Malaysian police allowed tens of thousands of opposition supporters to rally inside a stadium in Kuala Lumpur over the weekend, avoiding a repeat of earlier street demonstrations when officers clashed with marchers.

Anwar Ibrahim’s three-party People’s Alliance secured permission for the “People’s Uprising Rally” to be held in Merdeka Stadium near the center of the capital, abiding by a ban on street protests introduced by Prime Minister Najib Razak’s government last year. About 50,000 people attended the event which concluded without any arrests, Zainuddin Ahmad, Dang Wangi district police chief, told reporters.

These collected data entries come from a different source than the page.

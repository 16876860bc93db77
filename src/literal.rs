//! Python-style source text for constant values, shared by both backends so the
//! same constant prints the same way whichever backend decoded it.

pub(crate) fn string(text: &str) -> String {
    let mut out = String::with_capacity(text.len() + 2);
    out.push('\'');
    for c in text.chars() {
        match c {
            '\\' => out.push_str("\\\\"),
            '\'' => out.push_str("\\'"),
            '\n' => out.push_str("\\n"),
            '\r' => out.push_str("\\r"),
            '\t' => out.push_str("\\t"),
            c => out.push(c),
        }
    }
    out.push('\'');
    out
}

pub(crate) fn bytes(data: &[u8]) -> String {
    let mut out = String::from("b'");
    for &byte in data {
        match byte {
            b'\\' => out.push_str("\\\\"),
            b'\'' => out.push_str("\\'"),
            b'\n' => out.push_str("\\n"),
            b'\r' => out.push_str("\\r"),
            b'\t' => out.push_str("\\t"),
            0x20..=0x7e => out.push(byte as char),
            _ => out.push_str(&format!("\\x{byte:02x}")),
        }
    }
    out.push('\'');
    out
}

pub(crate) fn float(value: f64) -> String {
    if value.is_nan() {
        "nan".into()
    } else if value.is_infinite() {
        let text = if value > 0.0 { "inf" } else { "-inf" };
        text.into()
    } else if value.fract() == 0.0 && value.abs() < 1e16 {
        format!("{value:.1}")
    } else {
        format!("{value}")
    }
}

pub(crate) fn complex(re: f64, im: f64) -> String {
    format!("({}+{}j)", float(re), float(im))
}

pub(crate) fn boolean(value: bool) -> String {
    let text = if value { "True" } else { "False" };
    text.into()
}

pub(crate) fn code(name: &str) -> String {
    format!("<code object {name}>")
}

pub(crate) fn tuple(items: impl IntoIterator<Item = String>) -> String {
    let items = items.into_iter().collect::<Vec<_>>();
    match items.as_slice() {
        [single] => format!("({single},)"),
        _ => format!("({})", items.join(", ")),
    }
}

pub(crate) fn list(items: impl IntoIterator<Item = String>) -> String {
    format!("[{}]", join(items))
}

pub(crate) fn set(items: impl IntoIterator<Item = String>) -> String {
    let items = items.into_iter().collect::<Vec<_>>();
    if items.is_empty() {
        "set()".into()
    } else {
        format!("{{{}}}", items.join(", "))
    }
}

pub(crate) fn frozenset(items: impl IntoIterator<Item = String>) -> String {
    let items = items.into_iter().collect::<Vec<_>>();
    if items.is_empty() {
        "frozenset()".into()
    } else {
        format!("frozenset({{{}}})", items.join(", "))
    }
}

pub(crate) fn dict(entries: impl IntoIterator<Item = (String, String)>) -> String {
    format!(
        "{{{}}}",
        join(entries.into_iter().map(|(key, value)| format!("{key}: {value}")))
    )
}

fn join(items: impl IntoIterator<Item = String>) -> String {
    items.into_iter().collect::<Vec<_>>().join(", ")
}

“It was good that they managed to have a peaceful protest,” Wan Saiful Wan Jan, chief executive of the Kuala Lumpur-based Institute for Democracy and Economic Affairs, said by phone today. “The police played a non-partisan and professional role in allowing the opposition to express itself. This should set the tone for the upcoming election campaign.”

Police fired tear gas and arrested 512 people when a non- governmental organization campaigning for fair elections staged an illegal outdoor demonstration last year. Attendance at last weekend’s rally fell short of target of the 1 million people set by Mohamad Sabu, deputy president of the opposition Pan- Malaysian Islamic Party, before the event. Najib must dissolve parliament by April 28 for polls.

“We want a free and fair election,” Anwar said in a statement released to coincide with the rally. “You have a vote and I have a vote. No one should steal our votes.”

Voter Fraud

The government is pleased that the opposition rally passed off peacefully, an unidentified government spokesman said in an e-mailed statement from the Prime Minister’s Office on Jan. 12. The event underlines the government’s commitment to freedom of assembly and the strength of Malaysia’s democracy, the spokesman said, according to the statement.

Indelible ink will be used for the first time to help prevent voter fraud and Malaysians overseas will be allowed to cast postal votes. Even so, some other demands by the Coalition for Clean and Fair Elections lobby group, which staged last year’s rally, have yet to be met.

The People’s Alliance comprises Anwar’s multiracial People’s Justice Party, the Pan-Malaysian Islamic Party and the Democratic Action Party. Some Pan-Malaysian members support the implementation of Islamic law, while the Democratic Action Party has primarily ethnic Chinese members.

The U.S. Embassy, located 5 kilometers (3 miles) from the stadium, issued an e-mailed circular on Jan. 11 urging U.S. citizens to exercise caution and avoid the area.

Economic Strength

Najib saw his approval rating fall to 63 percent in December from 65 percent in November, the lowest since he received 59 percent support in August 2011, the Merdeka Center for Opinion Research said Jan. 10. The survey showed those happy with the government at 45 percent compared with 48 percent in October.

The 59-year-old is entering the election season at a time of comparative economic strength. While many developed countries have faltered, Malaysia’s gross domestic product growth has exceeded 5 percent for five quarters with domestic demand countering a slowdown in exports.

The benchmark FTSE Bursa Malaysia KLCI Index closed at a record on Jan. 7, having risen more than 11 percent over the past year. The gauge was 0.1 percent higher at 9.15 a.m. today. Najib cut income taxes and extended handouts for the poor in his 2013 budget announced in September.

His National Front coalition is fighting to hold on to power after governing Malaysia since independence in 1957. In the last election in 2008, the ruling parties lost the two- thirds majority in parliament they had held for four decades. Anwar’s People’s Alliance today controls four out of the country’s 13 states, including Selangor and Penang.